Viel ist darüber geunkt worden, unter Schwarz-Gelb breche die soziale Eiszeit aus. Um solche Befürchtungen zu zerstreuen, versprach Merkel schon am Wahlabend, eine Kanzlerin für alle Deutschen zu sein. Allerdings: Der vorliegende Koalitionsvertrag lässt auch die gegenteilige Interpretation zu. Ein Stufentarif im Steuersystem, die geplante Kopfpauschale im Gesundheitswesen, das klingt wie die Renaissance neoliberaler Glaubenssätze.

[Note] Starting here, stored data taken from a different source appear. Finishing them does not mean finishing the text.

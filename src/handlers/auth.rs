use axum::{
    extract::State,
    http::{header, HeaderMap, StatusCode},
    response::{IntoResponse, Response},
    Extension, Form, Json,
};
use serde::{Deserialize, Serialize};
use tower_cookies::cookie::time::Duration;
use tower_cookies::{Cookie, Cookies};

use crate::{
    error::{AppError, Result},
    handlers::blocking::run_blocking,
    middleware_layer::auth::{authorization_header, session_cookie},
    models::session::Session,
    services::{auth::NewUser, cookie::COOKIE_NAME, password},
    state::AppState,
};

/// The request payload for user login.
#[derive(Deserialize, Debug)]
pub struct LoginRequest {
    pub username: String,
    pub password: String,
}

#[derive(Serialize)]
pub struct TokenResponse {
    pub token: String,
}

/// The response payload for authentication-related requests.
#[derive(Serialize)]
pub struct AuthResponse {
    pub success: bool,
    pub message: String,
}

impl AuthResponse {
    fn ok(message: &str) -> Json<Self> {
        Json(Self {
            success: true,
            message: message.to_string(),
        })
    }
}

#[derive(Deserialize, Debug)]
pub struct ForgotPasswordRequest {
    pub username: String,
}

/// Stands in for the email a real deployment would send.
#[derive(Serialize)]
pub struct SimulatedEmail {
    pub email: String,
    pub username: String,
    pub nonce: String,
}

#[derive(Deserialize)]
#[serde(rename_all = "camelCase")]
pub struct ResetPasswordRequest {
    pub username: String,
    pub nonce: String,
    pub password: String,
    pub confirm_password: String,
}

#[derive(Serialize)]
pub struct UserList {
    pub users: Vec<String>,
}

async fn check_credentials(state: &AppState, payload: LoginRequest) -> Result<crate::models::user::User> {
    tracing::info!("🔐 Login attempt for {}", payload.username);
    let auth = state.auth.clone();
    run_blocking(move || auth.authenticate(&payload.username, &payload.password)).await
}

/// Password login that answers with a bearer token.
#[axum::debug_handler]
pub async fn login_api(State(state): State<AppState>, Json(payload): Json<LoginRequest>) -> Result<Response> {
    let user = check_credentials(&state, payload).await?;
    let token = state
        .auth
        .tokens()
        .new_token(&user.username, &user.real_name, &user.roles)?;

    tracing::info!("✅ Token issued for {}", user.username);
    Ok(Json(TokenResponse { token }).into_response())
}

/// Password login that answers with the session cookie.
#[axum::debug_handler]
pub async fn login(
    State(state): State<AppState>,
    cookies: Cookies,
    Form(payload): Form<LoginRequest>,
) -> Result<Response> {
    let user = check_credentials(&state, payload).await?;
    let cookie = state
        .auth
        .cookies()
        .new_cookie(&user.username, &user.real_name, &user.roles)?;
    cookies.add(cookie);

    tracing::info!("✅ User logged in: {}", user.username);
    Ok(AuthResponse::ok("Login successful").into_response())
}

/// Revokes the cookie and bearer token the request carried, if any.
pub async fn logout(State(state): State<AppState>, cookies: Cookies, headers: HeaderMap) -> Result<Response> {
    let cookie = session_cookie(&cookies);
    state.auth.logout(cookie.as_deref(), authorization_header(&headers));

    let mut session_cookie = Cookie::new(COOKIE_NAME, "");
    session_cookie.set_max_age(Duration::seconds(0));
    session_cookie.set_path("/");
    cookies.remove(session_cookie);

    tracing::info!("✅ Logged out");
    Ok(AuthResponse::ok("Logout successful").into_response())
}

pub async fn me(Extension(session): Extension<Session>) -> Json<Session> {
    Json(session)
}

async fn store_user(state: &AppState, new_user: NewUser) -> Result<Response> {
    let auth = state.auth.clone();
    let user = run_blocking(move || auth.create_user(new_user)).await?;
    let location = format!("/api/users/{}", user.username);
    Ok((StatusCode::CREATED, [(header::LOCATION, location)], Json(user)).into_response())
}

/// Self-service registration. Roles in the payload are ignored.
#[axum::debug_handler]
pub async fn register(State(state): State<AppState>, Json(mut payload): Json<NewUser>) -> Result<Response> {
    tracing::info!("📝 Register attempt for {}", payload.username);
    payload.roles.clear();
    store_user(&state, payload).await
}

/// Admin-only user creation, roles included.
pub async fn create_user(State(state): State<AppState>, Json(payload): Json<NewUser>) -> Result<Response> {
    store_user(&state, payload).await
}

pub async fn list_users(State(state): State<AppState>) -> Result<Json<UserList>> {
    let store = state.auth.users().clone();
    let users = run_blocking(move || store.list_keys()).await?;
    Ok(Json(UserList { users }))
}

/// Issues a reset nonce and "mails" it back in the response.
pub async fn forgot_password(
    State(state): State<AppState>,
    Json(payload): Json<ForgotPasswordRequest>,
) -> Result<Json<SimulatedEmail>> {
    let users = state.auth.users().clone();
    let random = state.random.clone();
    let username = payload.username;

    let (nonce, user) = run_blocking(move || {
        let nonce = password::generate_reset_nonce(&users, &random, &username)?;
        Ok((nonce, users.get(&username)?))
    })
    .await?;

    let email = if user.email.is_empty() {
        format!("{}@example.com", user.username)
    } else {
        user.email
    };
    Ok(Json(SimulatedEmail {
        email,
        username: user.username,
        nonce,
    }))
}

pub async fn reset_password(
    State(state): State<AppState>,
    Json(payload): Json<ResetPasswordRequest>,
) -> Result<Response> {
    if payload.password != payload.confirm_password {
        return Err(AppError::Validation("passwords do not match".to_string()));
    }

    let users = state.auth.users().clone();
    run_blocking(move || {
        password::reset_password(&users, &payload.username, &payload.nonce, &payload.password)
    })
    .await?;

    Ok(AuthResponse::ok("Password changed successfully").into_response())
}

Nur durch eine Sozialdemokratisierung der CDU konnte Merkel jedoch ihren Machtanspruch behaupten. Insofern hat es Merkel tatsächlich versäumt, dem schwarz-gelben Koalitionsvertrag noch stärker ihren Stempel aufzudrücken. Wenn Guido Westerwelle behauptet, die Koalitionsvereinbarung trage vornehmlich die Handschrift seiner FDP, dann ist das für die Union gefährlich. Die Liberalen sollten sich aber nicht in allzu großer Selbstgewissheit wiegen. An den Ministerpräsidenten der CDU könnten sie sich die Zähne ausbeißen. Einige von ihnen haben bereits klar gemacht, was sie von unverantwortlich üppigen Steuersenkungen zulasten ihrer Landesetats halten: nichts. Im Zweifel kann sich Merkel immer darauf zurückziehen. Im Ernstfall wird ihr auch nichts anderes übrig bleiben: Die Länderkammer ist durch eine klare Verhinderungsmehrheit ihrer eigenen Partei geprägt.

Dieses Kräfteverhältnis kennzeichnet Merkels zweite Kanzlerschaft. Es sind die Kräfte der gegenseitigen Blockade. Eine Überschrift für Merkels künftige Regentschaft erwächst daraus noch nicht. Dass die Kanzlerin selbst noch eine politische Vision entwickelt, ist zweifelhaft. Merkel ist eine hervorragende Mechanikerin der Macht. Nicht weniger, aber eben auch nicht mehr. Mag sein, dass das reicht. In Zeiten krisenbedingter Verunsicherung wären die allermeisten Deutschen wohl schon zufrieden, wenn die soziale Balance im Land nicht noch weiter in Schieflage gerät.

Merkel setzt ihre Hoffnung außerdem voll auf wirtschaftliches Wachstum. Gelingt das, wird sich beides miteinander verbinden lassen. Wenn nicht, geht Merkel als größte Schuldenkanzlerin der Bundesrepublik in die Geschichtsbücher ein.